2. Three US aircraft carriers USS Enterprise (CV-6), USS Lexington (CV-2), and USS Saratoga (CV-3). were off on patrols when the strike occurred. The Enterprise was on a futile mission ferrying planes to Wake Island, subsequently lost to the Japanese. The existence of those surviving US carriers was to bedevil and obsess Admiral Yamamoto who wanted to draw them out from Pearl Harbor and destroy them. Instead that obsession was his undoing.
3. Six of the nine US Battleships crippled or capsized during the Japanese attack were later resurrected to fight again in the Pacific War against Japan.
4. The Japanese fleet was not equipped with surface radar, while the US Navy had begun installation on surface ships as early as 1937. That was to play an important role in tactical execution of the several US carrier task force battles following Pearl Harbor.
5. The unsung heroes after Pearl Harbor were the code breakers led by Commander Joseph Rochefort of the Combat Intelligence Center in the basement of CincPac at Macalapa at Pearl Harbor. These analysts with their IBM card reader systems working 20 hour stints had successfully conducted traffic analysis of the Imperial Japanese Combined Fleet headquarters communications. That enabled identification of the Kido Butai's plans to draw out and destroy US carriers at Midway. That effort also alerted Washington to the failed Japanese assault and brief occupation of the Aleutian islands of Attu, Kiska and Dutch Harbor in Alaska.
6. That vital intelligence information enabled CINPAC commander, Admiral Chester E. Nimitz to plan immediate actions leading up to the strategic Battle of the Coral Sea in early May, 1942. This was the first carrier battle between the US and Japanese navies in WWII. During that engagement a Japanese task force sought to invade Port Moresby in New Guinea but was frustrated by a combined US-Australian naval force. One of the Kido Butai carriers involved in the attack at Pearl Harbor, the Shokaku ,was damaged and put out of action. The US flattop, the Lexington was heavily damaged and scuttled. While the Yorktown sustained damage, it returned to Pearl where it was remarkably repaired in less than three days for action at Midway in early June.
7. The intelligence also led to identification of Admiral Yamamoto’s intended targets at both Midway and in the Aleutian Islands. It set the stage for the ambush of Yamamoto's carrier strike force off Midway. Four carriers of the Kido Butai, Akaga, Kaga, Soryu, Hiryu and several surface ships were destroyed by successful dive bomber attacks at the cost of one US Carrier, the Yorktown. Unfortunately two attacking US torpedo squadrons were annihilated One of the carriers involved in the ambush at Midway, the Hornet, had been used to launch the famed raid on Tokyo of USAAF Col. Jimmy Doolittle and his complement of 16 B-25's in March, 1942. It was later lost to Japanese torpedo attacks during the battle of Santa Cruz in October, 1942. The new Essex class Yorktown replaced the loss of the original at the Battle of Midway.

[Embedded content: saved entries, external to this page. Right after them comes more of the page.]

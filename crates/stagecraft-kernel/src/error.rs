//! Build-time error types
//!
//! Everything here is raised while assembling a registry or a plan, before
//! any run starts. None of these are retried: the caller fixes the input and
//! rebuilds.

use crate::id::{PluginId, Stage};
use std::collections::BTreeSet;

/// Identifier validation failure
#[derive(Debug, Clone, PartialEq, Eq, thiserror::Error)]
pub enum IdError {
    /// Identifier is empty
    #[error("{kind} must not be empty")]
    Empty {
        /// Identifier kind
        kind: &'static str,
    },

    /// Identifier exceeds the maximum length
    #[error("{kind} is {len} bytes long, limit is {}", crate::id::MAX_ID_LEN)]
    TooLong {
        /// Identifier kind
        kind: &'static str,
        /// Actual length
        len: usize,
    },

    /// Identifier contains a character outside the allowed set
    #[error("{kind} contains invalid character {ch:?}")]
    InvalidChar {
        /// Identifier kind
        kind: &'static str,
        /// Offending character
        ch: char,
    },

    /// Identifier could not be parsed
    #[error("malformed {kind}")]
    Malformed {
        /// Identifier kind
        kind: &'static str,
    },
}

/// Registration failure
#[derive(Debug, Clone, PartialEq, Eq, thiserror::Error)]
pub enum RegistryError {
    /// A plugin with this id is already registered
    #[error("plugin {0} is already registered")]
    DuplicateId(PluginId),
}

/// Batch registration aborted part way through
///
/// The registry keeps the `registered` plugins that went in before the
/// failure. It is not rolled back; discard it and build a new one.
#[derive(Debug, Clone, PartialEq, Eq, thiserror::Error)]
#[error("bootstrap aborted at plugin #{failed_at} after {registered} registrations: {source}")]
pub struct BootstrapError {
    /// Number of plugins registered by this batch before the failure
    pub registered: usize,
    /// Index within the batch of the plugin that failed
    pub failed_at: usize,
    /// Underlying registration error
    #[source]
    pub source: RegistryError,
}

/// Topology construction failure
#[derive(Debug, Clone, PartialEq, Eq, thiserror::Error)]
pub enum TopologyError {
    /// Ordering could not cover every stage
    #[error("cycle detected among stages {}", join(residual))]
    CycleDetected {
        /// Stages left with non-zero in-degree
        residual: BTreeSet<Stage>,
    },

    /// An edge names a stage no plugin is registered under
    #[error("edge {from} -> {to} references unknown stage {missing}")]
    UnknownEdgeEndpoint {
        /// Edge source
        from: Stage,
        /// Edge target
        to: Stage,
        /// The endpoint that has no registered plugin
        missing: Stage,
    },

    /// A plugin depends on a plugin id that is not registered
    #[error("plugin {plugin} depends on unregistered plugin {missing}")]
    UnknownDependency {
        /// Declaring plugin
        plugin: PluginId,
        /// Missing dependency
        missing: PluginId,
    },

    /// Invalid builder setting
    #[error("max_fan_out must be at least 1")]
    InvalidFanOut,
}

impl TopologyError {
    /// Residual stages for a cycle error, if this is one
    #[must_use]
    pub fn residual(&self) -> Option<&BTreeSet<Stage>> {
        match self {
            Self::CycleDetected { residual } => Some(residual),
            _ => None,
        }
    }
}

fn join(stages: &BTreeSet<Stage>) -> String {
    let names: Vec<&str> = stages.iter().map(Stage::as_str).collect();
    format!("{{{}}}", names.join(", "))
}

The victory at Midway in June, 1942 ended the Kido Butai's six months of rampage ranging across the Pacific and into the Indian ocean. Japan never regained the initiative in the Pacific. Sir Winston Churchill considered the US victory at the Battle of Midway as one of the most decisive in WWII.
As to the fate of the architect of the Pearl Harbor attack, Admiral Yamamoto, he was shot down while flying over New Guinea in April, 1943 by a flight of USAAF P-38's on orders of President Roosevelt after code breakers had uncovered his flight plan.